(Dataset entries)
==============================
//! Cookie-keyed table of active breakpoints and hit processing.
//!
//! The registry owns the breakpoint objects behind `Arc`s: registration
//! and clearing may race hit processing on another thread, so an in-flight
//! dispatch keeps its own reference and a racing clear can never
//! invalidate the object mid-dispatch. A breakpoint cleared between hit
//! detection and dispatch is treated as a lookup miss, not a fault.

use std::sync::Arc;
use std::sync::atomic::{AtomicBool, AtomicU64, Ordering};

use dashmap::DashMap;
use rustc_hash::FxBuildHasher;

use crate::events::{BreakpointEvent, BreakpointEventKind, Cookie, EventHandler};
use crate::frame::{Frame, FrameSnapshot};
use crate::isolation::{self, ConditionExpr, Outcome};
use crate::quota::LeakyBucket;
use crate::thread;
use crate::unit::{CodeUnit, CodeUnitId};

/// A registered breakpoint.
///
/// Shared between the registry tables and any in-flight hit processing;
/// destroyed only once both release it.
pub(crate) struct Breakpoint {
    pub(crate) cookie: Cookie,
    pub(crate) unit: Arc<CodeUnit>,
    pub(crate) line: u32,
    condition: Option<ConditionExpr>,
    handler: EventHandler,
    /// Cleared on quota disable and on clear; a disabled breakpoint never
    /// fires again.
    enabled: AtomicBool,
    /// Per-breakpoint evaluation budget: half the global rate.
    bucket: LeakyBucket,
}

impl std::fmt::Debug for Breakpoint {
    fn fmt(&self, f: &mut std::fmt::Formatter<'_>) -> std::fmt::Result {
        f.debug_struct("Breakpoint")
            .field("cookie", &self.cookie)
            .field("unit", &self.unit.name())
            .field("line", &self.line)
            .field("conditional", &self.condition.is_some())
            .field("enabled", &self.enabled)
            .finish_non_exhaustive()
    }
}

impl Breakpoint {
    fn is_enabled(&self) -> bool {
        self.enabled.load(Ordering::Acquire)
    }

    /// Permanently disables the breakpoint. Returns `true` only for the
    /// caller that actually flipped the flag, so disable events are
    /// emitted exactly once.
    pub(crate) fn disable(&self) -> bool {
        self.enabled.swap(false, Ordering::AcqRel)
    }

    pub(crate) fn emit(&self, kind: BreakpointEventKind, snapshot: Option<FrameSnapshot>) {
        (self.handler)(&BreakpointEvent {
            kind,
            cookie: self.cookie,
            snapshot,
        });
    }

    fn emit_hit(&self, frame: &Frame) {
        self.emit(
            BreakpointEventKind::Hit,
            Some(frame.snapshot(self.unit.name(), self.line)),
        );
    }
}

/// Table of active breakpoints, keyed by cookie and by (unit, line).
#[derive(Debug, Default)]
pub(crate) struct Registry {
    by_cookie: DashMap<Cookie, Arc<Breakpoint>, FxBuildHasher>,
    /// Breakpoints per location, in registration order.
    by_location: DashMap<(CodeUnitId, u32), Vec<Arc<Breakpoint>>, FxBuildHasher>,
    next_cookie: AtomicU64,
}

impl Registry {
    /// Inserts a new breakpoint and returns its cookie.
    pub(crate) fn insert(
        &self,
        unit: &Arc<CodeUnit>,
        line: u32,
        condition: Option<ConditionExpr>,
        handler: EventHandler,
        per_breakpoint_capacity: u64,
    ) -> Cookie {
        let cookie = Cookie(self.next_cookie.fetch_add(1, Ordering::Relaxed) + 1);
        let breakpoint = Arc::new(Breakpoint {
            cookie,
            unit: Arc::clone(unit),
            line,
            condition,
            handler,
            enabled: AtomicBool::new(true),
            bucket: LeakyBucket::new(per_breakpoint_capacity),
        });

        self.by_location
            .entry((unit.id(), line))
            .or_default()
            .push(Arc::clone(&breakpoint));
        self.by_cookie.insert(cookie, breakpoint);
        cookie
    }

    /// Removes the breakpoint for `cookie`, dropping the registry's
    /// references. Returns the breakpoint so the caller can uninstall
    /// interception; `None` if the cookie is unknown.
    pub(crate) fn remove(&self, cookie: Cookie) -> Option<Arc<Breakpoint>> {
        let (_, breakpoint) = self.by_cookie.remove(&cookie)?;

        // An in-flight dispatch that already holds the Arc sees the clear
        // as a lookup miss through this flag.
        breakpoint.enabled.store(false, Ordering::Release);

        let key = (breakpoint.unit.id(), breakpoint.line);
        if let Some(mut entry) = self.by_location.get_mut(&key) {
            entry.retain(|bp| bp.cookie != cookie);
        }
        self.by_location.remove_if(&key, |_, list| list.is_empty());

        Some(breakpoint)
    }

    pub(crate) fn is_empty(&self) -> bool {
        self.by_cookie.is_empty()
    }

    /// Active breakpoints at (`unit_id`, `line`) in registration order.
    ///
    /// The list is cloned out of the table so no shard lock is held while
    /// handlers run; a handler is free to register or clear breakpoints.
    pub(crate) fn breakpoints_at(&self, unit_id: CodeUnitId, line: u32) -> Vec<Arc<Breakpoint>> {
        self.by_location
            .get(&(unit_id, line))
            .map(|entry| entry.clone())
            .unwrap_or_default()
    }

    /// Every registered breakpoint, for whole-engine disables.
    pub(crate) fn all(&self) -> Vec<Arc<Breakpoint>> {
        self.by_cookie
            .iter()
            .map(|entry| Arc::clone(entry.value()))
            .collect()
    }

    /// Processes a single breakpoint hit: quota check, guarded condition
    /// evaluation and event dispatch. Never propagates a fault.
    pub(crate) fn process(
        &self,
        breakpoint: &Arc<Breakpoint>,
        frame: &Frame,
        global: &LeakyBucket,
    ) {
        if !breakpoint.is_enabled() || !self.by_cookie.contains_key(&breakpoint.cookie) {
            return;
        }

        let Some(condition) = &breakpoint.condition else {
            breakpoint.emit_hit(frame);
            return;
        };

        let (outcome, cost) = {
            // Nested hits reached while the condition runs are suppressed
            // through this marker and charge no quota.
            let Some(_guard) = thread::EvalGuard::enter() else {
                return;
            };
            isolation::evaluate(condition, frame)
        };

        // Cost is charged to both buckets regardless of outcome.
        let within_own = breakpoint.bucket.charge(cost);
        let within_global = global.charge(cost);

        if !within_own {
            if breakpoint.disable() {
                log::warn!(
                    "breakpoint {} at {}:{} disabled: condition exceeded its own budget",
                    breakpoint.cookie,
                    breakpoint.unit.name(),
                    breakpoint.line
                );
                breakpoint.emit(BreakpointEventKind::BreakpointConditionQuotaExceeded, None);
            }
            return;
        }

        if !within_global {
            if breakpoint.disable() {
                log::warn!(
                    "breakpoint {} at {}:{} disabled: global condition budget exhausted",
                    breakpoint.cookie,
                    breakpoint.unit.name(),
                    breakpoint.line
                );
                breakpoint.emit(BreakpointEventKind::GlobalConditionQuotaExceeded, None);
            }
            return;
        }

        match outcome {
            Outcome::Value(value) => {
                if value.is_truthy() {
                    breakpoint.emit_hit(frame);
                }
            }
            Outcome::Mutation => {
                breakpoint.emit(BreakpointEventKind::ConditionExpressionMutable, None);
            }
            Outcome::Fault(message) => {
                log::debug!(
                    "condition of breakpoint {} failed: {message}",
                    breakpoint.cookie
                );
                breakpoint.emit(BreakpointEventKind::Error, None);
            }
        }
    }
}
==============================
■ Assigned task ■
Nothing but an exact repetition of the entries is expected here.

■ Your response ■
//! Cookie-keyed table of active breakpoints and hit processing.
//!
//! The registry owns the breakpoint objects behind `Arc`s: registration
//! and clearing may race hit processing on another thread, so an in-flight
//! dispatch keeps its own reference and a racing clear can never
//! invalidate the object mid-dispatch. A breakpoint cleared between hit
//! detection and dispatch is treated as a lookup miss, not a fault.

use std::sync::Arc;
use std::sync::atomic::{AtomicBool, AtomicU64, Ordering};

use dashmap::DashMap;
use rustc_hash::FxBuildHasher;

use crate::events::{BreakpointEvent, BreakpointEventKind, Cookie, EventHandler};
use crate::frame::{Frame, FrameSnapshot};
use crate::isolation::{self, ConditionExpr, Outcome};
use crate::quota::LeakyBucket;
use crate::thread;
use crate::unit::{CodeUnit, CodeUnitId};

/// A registered breakpoint.
///
/// Shared between the registry tables and any in-flight hit processing;
/// destroyed only once both release it.
pub(crate) struct Breakpoint {
    pub(crate) cookie: Cookie,
    pub(crate) unit: Arc<CodeUnit>,
    pub(crate) line: u32,
    condition: Option<ConditionExpr>,
    handler: EventHandler,
    /// Cleared on quota disable and on clear; a disabled breakpoint never
    /// fires again.
    enabled: AtomicBool,
    /// Per-breakpoint evaluation budget: half the global rate.
    bucket: LeakyBucket,
}

impl std::fmt::Debug for Breakpoint {
    fn fmt(&self, f: &mut std::fmt::Formatter<'_>) -> std::fmt::Result {
        f.debug_struct("Breakpoint")
            .field("cookie", &self.cookie)
            .field("unit", &self.unit.name())
            .field("line", &self.line)
            .field("conditional", &self.condition.is_some())
            .field("enabled", &self.enabled)
            .finish_non_exhaustive()
    }
}

impl Breakpoint {
    fn is_enabled(&self) -> bool {
        self.enabled.load(Ordering::Acquire)
    }

    /// Permanently disables the breakpoint. Returns `true` only for the
    /// caller that actually flipped the flag, so disable events are
    /// emitted exactly once.
    pub(crate) fn disable(&self) -> bool {
        self.enabled.swap(false, Ordering::AcqRel)
    }

    pub(crate) fn emit(&self, kind: BreakpointEventKind, snapshot: Option<FrameSnapshot>) {
        (self.handler)(&BreakpointEvent {
            kind,
            cookie: self.cookie,
            snapshot,
        });
    }

    fn emit_hit(&self, frame: &Frame) {
        self.emit(
            BreakpointEventKind::Hit,
            Some(frame.snapshot(self.unit.name(), self.line)),
        );
    }
}

/// Table of active breakpoints, keyed by cookie and by (unit, line).
#[derive(Debug, Default)]
pub(crate) struct Registry {
    by_cookie: DashMap<Cookie, Arc<Breakpoint>, FxBuildHasher>,
    /// Breakpoints per location, in registration order.
    by_location: DashMap<(CodeUnitId, u32), Vec<Arc<Breakpoint>>, FxBuildHasher>,
    next_cookie: AtomicU64,
}

impl Registry {
    /// Inserts a new breakpoint and returns its cookie.
    pub(crate) fn insert(
        &self,
        unit: &Arc<CodeUnit>,
        line: u32,
        condition: Option<ConditionExpr>,
        handler: EventHandler,
        per_breakpoint_capacity: u64,
    ) -> Cookie {
        let cookie = Cookie(self.next_cookie.fetch_add(1, Ordering::Relaxed) + 1);
        let breakpoint = Arc::new(Breakpoint {
            cookie,
            unit: Arc::clone(unit),
            line,
            condition,
            handler,
            enabled: AtomicBool::new(true),
            bucket: LeakyBucket::new(per_breakpoint_capacity),
        });

        self.by_location
            .entry((unit.id(), line))
            .or_default()
            .push(Arc::clone(&breakpoint));
        self.by_cookie.insert(cookie, breakpoint);
        cookie
    }

    /// Removes the breakpoint for `cookie`, dropping the registry's
    /// references. Returns the breakpoint so the caller can uninstall
    /// interception; `None` if the cookie is unknown.
    pub(crate) fn remove(&self, cookie: Cookie) -> Option<Arc<Breakpoint>> {
        let (_, breakpoint) = self.by_cookie.remove(&cookie)?;

        // An in-flight dispatch that already holds the Arc sees the clear
        // as a lookup miss through this flag.
        breakpoint.enabled.store(false, Ordering::Release);

        let key = (breakpoint.unit.id(), breakpoint.line);
        if let Some(mut entry) = self.by_location.get_mut(&key) {
            entry.retain(|bp| bp.cookie != cookie);
        }
        self.by_location.remove_if(&key, |_, list| list.is_empty());

        Some(breakpoint)
    }

    pub(crate) fn is_empty(&self) -> bool {
        self.by_cookie.is_empty()
    }

    /// Active breakpoints at (`unit_id`, `line`) in registration order.
    ///
    /// The list is cloned out of the table so no shard lock is held while
    /// handlers run; a handler is free to register or clear breakpoints.
    pub(crate) fn breakpoints_at(&self, unit_id: CodeUnitId, line: u32) -> Vec<Arc<Breakpoint>> {
        self.by_location
            .get(&(unit_id, line))
            .map(|entry| entry.clone())
            .unwrap_or_default()
    }

    /// Every registered breakpoint, for whole-engine disables.
    pub(crate) fn all(&self) -> Vec<Arc<Breakpoint>> {
        self.by_cookie
            .iter()
            .map(|entry| Arc::clone(entry.value()))
            .collect()
    }

    /// Processes a single breakpoint hit: quota check, guarded condition
    /// evaluation and event dispatch. Never propagates a fault.
    pub(crate) fn process(
        &self,
        breakpoint: &Arc<Breakpoint>,
        frame: &Frame,
        global: &LeakyBucket,
    ) {
        if !breakpoint.is_enabled() || !self.by_cookie.contains_key(&breakpoint.cookie) {
            return;
        }

        let Some(condition) = &breakpoint.condition else {
            breakpoint.emit_hit(frame);
            return;
        };

        let (outcome, cost) = {
            // Nested hits reached while the condition runs are suppressed
            // through this marker and charge no quota.
            let Some(_guard) = thread::EvalGuard::enter() else {
                return;
            };
            isolation::evaluate(condition, frame)
        };

        // Cost is charged to both buckets regardless of outcome.
        let within_own = breakpoint.bucket.charge(cost);
        let within_global = global.charge(cost);

        if !within_own {
            if breakpoint.disable() {
                log::warn!(
                    "breakpoint {} at {}:{} disabled: condition exceeded its own budget",
                    breakpoint.cookie,
                    breakpoint.unit.name(),
                    breakpoint.line
                );
                breakpoint.emit(BreakpointEventKind::BreakpointConditionQuotaExceeded, None);
            }
            return;
        }

        if !within_global {
            if breakpoint.disable() {
                log::warn!(
                    "breakpoint {} at {}:{} disabled: global condition budget exhausted",
                    breakpoint.cookie,
                    breakpoint.unit.name(),
                    breakpoint.line
                );
                breakpoint.emit(BreakpointEventKind::GlobalConditionQuotaExceeded, None);
            }
            return;
        }

        match outcome {
            Outcome::Value(value) => {
                if value.is_truthy() {
                    breakpoint.emit_hit(frame);
                }
            }
            Outcome::Mutation => {
                breakpoint.emit(BreakpointEventKind::ConditionExpressionMutable, None);
            }
            Outcome::Fault(message) => {
                log::debug!(
                    "condition of breakpoint {} failed: {message}",
                    breakpoint.cookie
                );
                breakpoint.emit(BreakpointEventKind::Error, None);
            }
        }
    }
}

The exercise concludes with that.